Judges assess whether federal courts have jurisdiction over appeals in immigration proceedings

After spending nearly three decades in the United States, an Indian citizen faces deportation after having “falsely represented” himself regarding his citizenship status on an application for a Georgia driver’s license, according to court records.

The Supreme Court heard arguments in the case on Monday Patel vs. Garland, examining whether federal courts have jurisdiction over appeals in immigration proceedings in a process known as the “Adjustment of status”, which allows immigrants already in the United States to become legal green card holders without having first left the country. A decision in the case could ultimately set the standard for judicial discretion in cases where immigrants seek citizenship status.

In 2012, Pankajkumar Patel was subject to deportation proceedings before an immigration judge and was charged with being in the United States without admission or parole. Patel renewed his request for adjustment to defend himself against the eviction. However, the Department of Homeland Security denied the request, arguing that the complainant was not eligible because he had mistakenly marked “yes” on a document asking him if he was a US citizen, despite his claim that he was a US citizen. had checked the citizen box by mistake.

The case stems from a 2019 11th U.S. Circuit Court of Appeals ruling that formed a circuit split, now that federal courts have jurisdiction to review the Immigration Appeal Board. very limited.


“Unless this tribunal rules, no one other than [DHS] will decide. The agency will have had the last word on a question of inadmissibility “, noted lawyer Mark Fleming, arguing on behalf of Patel.

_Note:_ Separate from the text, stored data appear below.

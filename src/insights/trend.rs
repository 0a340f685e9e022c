//! Gut-score direction between the two halves of a window.

use serde::{Deserialize, Serialize};

use super::aggregate::{chronological, mean};
use crate::records::CheckIn;

/// Threshold for the day-to-day momentum view.
pub const MOMENTUM_THRESHOLD: f64 = 0.2;
/// Threshold for the two-week trend view.
pub const TWO_WEEK_THRESHOLD: f64 = 0.5;

#[derive(Debug, Clone, Copy, PartialEq, Eq, Serialize, Deserialize)]
#[serde(rename_all = "lowercase")]
pub enum Trend {
    Up,
    Down,
    Stable,
}

/// Compares mean gut of the first `floor(n/2)` chronological check-ins with
/// the rest. Fewer than two check-ins is always `Stable`.
pub fn gut_trend(check_ins: &[CheckIn], threshold: f64) -> Trend {
    if check_ins.len() < 2 {
        return Trend::Stable;
    }
    let sorted = chronological(check_ins);
    let (first, second) = sorted.split_at(sorted.len() / 2);

    let (Some(first_avg), Some(second_avg)) = (
        mean(first.iter().map(|c| c.gut() as f64)),
        mean(second.iter().map(|c| c.gut() as f64)),
    ) else {
        return Trend::Stable;
    };

    let delta = second_avg - first_avg;
    if delta > threshold {
        Trend::Up
    } else if -delta > threshold {
        Trend::Down
    } else {
        Trend::Stable
    }
}

#[cfg(test)]
mod tests {
    use super::*;
    use crate::insights::testing::check_in;

    fn series(guts: &[i32]) -> Vec<CheckIn> {
        guts.iter()
            .enumerate()
            .map(|(i, g)| check_in(i as u8 + 1, 5, *g, 5, &[]))
            .collect()
    }

    #[test]
    fn empty_and_single_are_stable() {
        assert_eq!(gut_trend(&[], TWO_WEEK_THRESHOLD), Trend::Stable);
        assert_eq!(gut_trend(&series(&[1]), MOMENTUM_THRESHOLD), Trend::Stable);
        assert_eq!(gut_trend(&series(&[10]), 0.0), Trend::Stable);
    }

    #[test]
    fn falling_week_is_down() {
        let cis = series(&[8, 8, 8, 8, 3, 3, 3]);
        assert_eq!(gut_trend(&cis, TWO_WEEK_THRESHOLD), Trend::Down);
    }

    #[test]
    fn sorts_before_splitting() {
        let mut cis = series(&[2, 2, 9, 9]);
        cis.reverse();
        assert_eq!(gut_trend(&cis, TWO_WEEK_THRESHOLD), Trend::Up);
    }

    #[test]
    fn thresholds_differ_between_views() {
        // first half 5.0, second half 5.333
        let cis = series(&[5, 5, 5, 5, 6]);
        assert_eq!(gut_trend(&cis, MOMENTUM_THRESHOLD), Trend::Up);
        assert_eq!(gut_trend(&cis, TWO_WEEK_THRESHOLD), Trend::Stable);
    }
}
use axum::{
    http::StatusCode,
    response::{IntoResponse, Response},
    Json,
};
use serde::Serialize;
use thiserror::Error;

/// Failures talking to the hosted data store.
#[derive(Debug, Error)]
pub enum BackendError {
    #[error("database error: {0}")]
    Database(#[from] sqlx::Error),

    #[error("malformed row in {table}: {message}")]
    MalformedRow { table: &'static str, message: String },
}

/// JSON body for every error the API returns.
#[derive(Debug, Serialize)]
#[cfg_attr(test, derive(serde::Deserialize))]
pub struct ErrorResponse {
    pub error: String,
    #[serde(default, skip_serializing_if = "Option::is_none")]
    pub details: Option<String>,
}

impl ErrorResponse {
    pub fn new(error: impl Into<String>) -> Self {
        Self {
            error: error.into(),
            details: None,
        }
    }

    pub fn with_details(error: impl Into<String>, details: impl Into<String>) -> Self {
        Self {
            error: error.into(),
            details: Some(details.into()),
        }
    }
}

#[derive(Debug, Error)]
pub enum ApiError {
    #[error("backend error: {0}")]
    Backend(#[from] BackendError),

    #[error("unauthorized: {0}")]
    Unauthorized(String),

    #[error("bad request: {0}")]
    BadRequest(String),
}

impl IntoResponse for ApiError {
    fn into_response(self) -> Response {
        let (status, body) = match &self {
            ApiError::Backend(err) => {
                tracing::error!(error = %err, "backend error");
                (
                    StatusCode::BAD_GATEWAY,
                    ErrorResponse::new("Could not reach the data store"),
                )
            }
            ApiError::Unauthorized(msg) => {
                tracing::warn!(message = %msg, "unauthorized");
                (
                    StatusCode::UNAUTHORIZED,
                    ErrorResponse::with_details("Unauthorized", msg.clone()),
                )
            }
            ApiError::BadRequest(msg) => {
                tracing::warn!(message = %msg, "bad request");
                (
                    StatusCode::BAD_REQUEST,
                    ErrorResponse::with_details("Bad request", msg.clone()),
                )
            }
        };

        (status, Json(body)).into_response()
    }
}

pub type ApiResult<T> = Result<T, ApiError>;
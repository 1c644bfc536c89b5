//! Building blocks shared by the auction house contracts: the rejection type,
//! authority management, fixed-point percentages and CIS-2 token helpers.
#![cfg_attr(not(feature = "std"), no_std)]
pub use crate::{authority::*, constants::*, errors::*, structs::*, types::*};
use concordium_cis2::*;
use concordium_std::*;

pub mod test;

mod authority;
mod constants;
mod errors;
mod structs;
mod types;
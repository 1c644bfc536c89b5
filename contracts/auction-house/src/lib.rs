//! An English auction house for CIS-2 tokens.
//!
//! # Description
//! The house holds tokens in custody and auctions them one token per auction.
//! Bids are paid in CCD when placed. A new highest bid refunds the previous
//! highest bidder in the same transaction, and a bid close to the end of an
//! auction extends it by the configured time buffer.
//!
//! Once an auction has ended anyone can settle it: the token is transferred
//! to the winner and the winning bid to the beneficiary. Each settlement price
//! feeds a time weighted average price per token contract.
//!
//! Admins manage the configuration and can pause bidding and auction creation.

#![cfg_attr(not(feature = "std"), no_std)]

mod cis2;
mod config;
mod contract;
mod events;
mod external;
mod price;
mod state;
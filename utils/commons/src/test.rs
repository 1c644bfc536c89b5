//! Mock entrypoints for `TestHost`, enabled with the `test-mocks` feature.
#[cfg(feature = "test-mocks")]
pub use inner::*;

#[cfg(feature = "test-mocks")]
mod inner {
    use concordium_std::test_infrastructure::MockFn;
    use concordium_std::*;

    /// Mock entrypoint that only accepts parameters of type `D` and replies with `return_value`.
    pub fn parse_and_ok_mock<D: Deserial, S>(
        return_value: impl Clone + Serial + 'static,
    ) -> MockFn<S> {
        MockFn::new(move |parameter, _amount, _balance, _state| {
            D::deserial(&mut Cursor::new(parameter)).map_err(|_| CallContractError::Trap)?;
            Ok((false, Some(return_value.clone())))
        })
    }

    /// Same as [parse_and_ok_mock], but traps unless `check` holds for the parsed parameter.
    pub fn parse_and_check_mock<D: Deserial, S>(
        check: impl Fn(&D) -> bool + 'static,
        return_value: impl Clone + Serial + 'static,
    ) -> MockFn<S> {
        MockFn::new(move |parameter, _, _, _state| {
            let value =
                D::deserial(&mut Cursor::new(parameter)).map_err(|_| CallContractError::Trap)?;
            if !check(&value) {
                return Err(CallContractError::Trap);
            };
            Ok((false, Some(return_value.clone())))
        })
    }

    /// Mock entrypoint that always rejects.
    pub fn reject_mock<S>() -> MockFn<S> {
        MockFn::new(|_, _, _, _state| -> CallContractResult<()> {
            Err(CallContractError::LogicReject {
                reason: -1,
                return_value: (),
            })
        })
    }
}
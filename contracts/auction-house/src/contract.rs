use commons::{
    AuctionId, AuthorityUpdateParams, AuthorityViewParams, ContractResult, CustomContractError,
};
use concordium_std::*;

use crate::cis2;
use crate::config::HouseConfig;
use crate::events::AuctionEvents;
use crate::external::*;
use crate::state::{BidOutcome, Settlement, State};

/// Initialize the auction house without auctions. The instantiating account becomes the first admin.
#[init(contract = "AuctionHouse", parameter = "InitParams")]
fn init<S: HasStateApi>(
    ctx: &impl HasInitContext,
    state_builder: &mut StateBuilder<S>,
) -> InitResult<State<S>> {
    let params = InitParams::deserial(&mut ctx.parameter_cursor())?;
    ensure!(
        params.duration.millis() > 0,
        CustomContractError::InvalidDuration.into()
    );

    Ok(State::new(state_builder, params, ctx.init_origin()))
}

/// Put a token held by the house up for auction. Returns the new auction id.
///
///  It rejects if:
///  - Sender is not an admin.
///  - The house is paused.
///  - The token is already under an unsettled auction.
///  - The house does not hold the token, or the token contract can not be queried.
#[receive(
    mutable,
    contract = "AuctionHouse",
    name = "createAuction",
    parameter = "CreateAuctionParams",
    return_value = "AuctionId",
    enable_logger
)]
fn create_auction<S: HasStateApi>(
    ctx: &impl HasReceiveContext,
    host: &mut impl HasHost<State<S>, StateApiType = S>,
    logger: &mut impl HasLogger,
) -> ContractResult<AuctionId> {
    let cap = host.state().authority.admin_cap(&ctx.sender())?;
    let params = CreateAuctionParams::deserial(&mut ctx.parameter_cursor())?;

    host.state().ensure_auctionable(&params.token)?;
    cis2::ensure_custody(host, &params.token, Address::Contract(ctx.self_address()))?;

    let start = params
        .start
        .unwrap_or_else(|| ctx.metadata().slot_time());
    let (id, auction) =
        host.state_mut()
            .create_auction(&cap, params.token, params.reserve_price, start)?;

    logger.log(&AuctionEvents::created(
        id,
        &auction.token,
        auction.start_time,
        auction.end_time,
        auction.reserve_price,
    ))?;

    Ok(id)
}

/// Bid the attached amount on an auction. The previous highest bidder is refunded in the same call.
///
///  It rejects if:
///  - Sender is not an account.
///  - The house is paused.
///  - The auction is unknown, settled, not started or ended.
///  - The amount is below the reserve price or the minimum increment.
///  - The previous bid can not be refunded.
#[receive(
    mutable,
    payable,
    contract = "AuctionHouse",
    name = "bid",
    parameter = "AuctionId",
    enable_logger
)]
fn bid<S: HasStateApi>(
    ctx: &impl HasReceiveContext,
    host: &mut impl HasHost<State<S>, StateApiType = S>,
    amount: Amount,
    logger: &mut impl HasLogger,
) -> ContractResult<()> {
    let bidder = if let Address::Account(bidder) = ctx.sender() {
        bidder
    } else {
        bail!(CustomContractError::OnlyAccountAddress);
    };
    let id = AuctionId::deserial(&mut ctx.parameter_cursor())?;

    let BidOutcome {
        auction,
        refund,
        extended,
    } = host
        .state()
        .bid(id, bidder, amount, ctx.metadata().slot_time())?;

    // Nothing is stored until the previous bidder got their funds back
    if let Some(refund) = refund {
        host.invoke_transfer(&refund.account, refund.amount)
            .map_err(|_| CustomContractError::RefundFailed)?;
    }

    let end_time = auction.end_time;
    host.state_mut().commit_bid(id, auction);

    logger.log(&AuctionEvents::bid(id, &bidder, amount, extended))?;
    if extended {
        logger.log(&AuctionEvents::extended(id, end_time))?;
    }

    Ok(())
}

/// Settle an ended auction. The token goes to the winner and the winning bid to the beneficiary.
/// Without bids the token returns to the contract owner. Callable by anyone, also while paused.
///
///  It rejects if:
///  - The auction is unknown, already settled or not ended yet.
///  - The token or the proceeds can not be transferred.
#[receive(
    mutable,
    contract = "AuctionHouse",
    name = "settle",
    parameter = "AuctionId",
    enable_logger
)]
fn settle<S: HasStateApi>(
    ctx: &impl HasReceiveContext,
    host: &mut impl HasHost<State<S>, StateApiType = S>,
    logger: &mut impl HasLogger,
) -> ContractResult<()> {
    let id = AuctionId::deserial(&mut ctx.parameter_cursor())?;

    // State is committed before calling out to the token contract
    let (auction, settlement) = host.state_mut().settle(id, ctx.metadata().slot_time())?;
    let house = Address::Contract(ctx.self_address());

    match settlement {
        Settlement::Winner(bid) => {
            cis2::transfer_token(host, &auction.token, house, bid.account)
                .map_err(|_| CustomContractError::AssetTransferFailed)?;

            let beneficiary = host.state().config.beneficiary;
            host.invoke_transfer(&beneficiary, bid.amount)
                .map_err(|_| CustomContractError::PayoutFailed)?;
        }
        Settlement::NoBids => {
            cis2::transfer_token(host, &auction.token, house, ctx.owner())
                .map_err(|_| CustomContractError::AssetTransferFailed)?;
        }
    }

    logger.log(&AuctionEvents::settled(
        id,
        auction.bidder(),
        auction.amount(),
        &auction.token,
    ))?;

    Ok(())
}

“Do you know how many people have applied for an adjustment of status who are deemed eligible but for whom the agency exercises its discretion not to grant an adjustment of status? Asked Judge Sonia Sotomayor.

Court-appointed lawyer Taylor Meehan, who serves as the court-appointed amicus on the 11th Circuit decision, said 10 to 15 percent of claims were rejected out of the 213,000 adjustment of status claims granted this past. year. The data prompted Sotomayor to ask, “So we shouldn’t worry too much about it because it doesn’t affect a lot of people?” “

Sotomayor suggested that there are ways that a decision to eliminate judicial review could put an applicant at a disadvantage, such as work authorization visas and the citizenship path.

Justice Amy Coney Barrett focused her questions on the complications of using a rule where the courts would have discretion.

“Can you explain how the court is supposed to decide whether the removal would cause extremely unusual hardship for the spouse, child or parent?” Barrett asked, as Patel is married and has three children.


Defending on behalf of the Department of Justice, Assistant Solicitor General Austin L. Raynor provided the hypothesis of a doctor practicing legally in the United States on a work visa who then requests and is denied an adjustment of status .

The only way for him to get a review of this is not under the 11th Circuit vision of the law, but under our own, ”said Raynor, in conflict with the plaintiff’s lawyer. Because the doctor is not subject to impeachment proceedings, the solicitor general argued that there is no other administrative remedy under the law.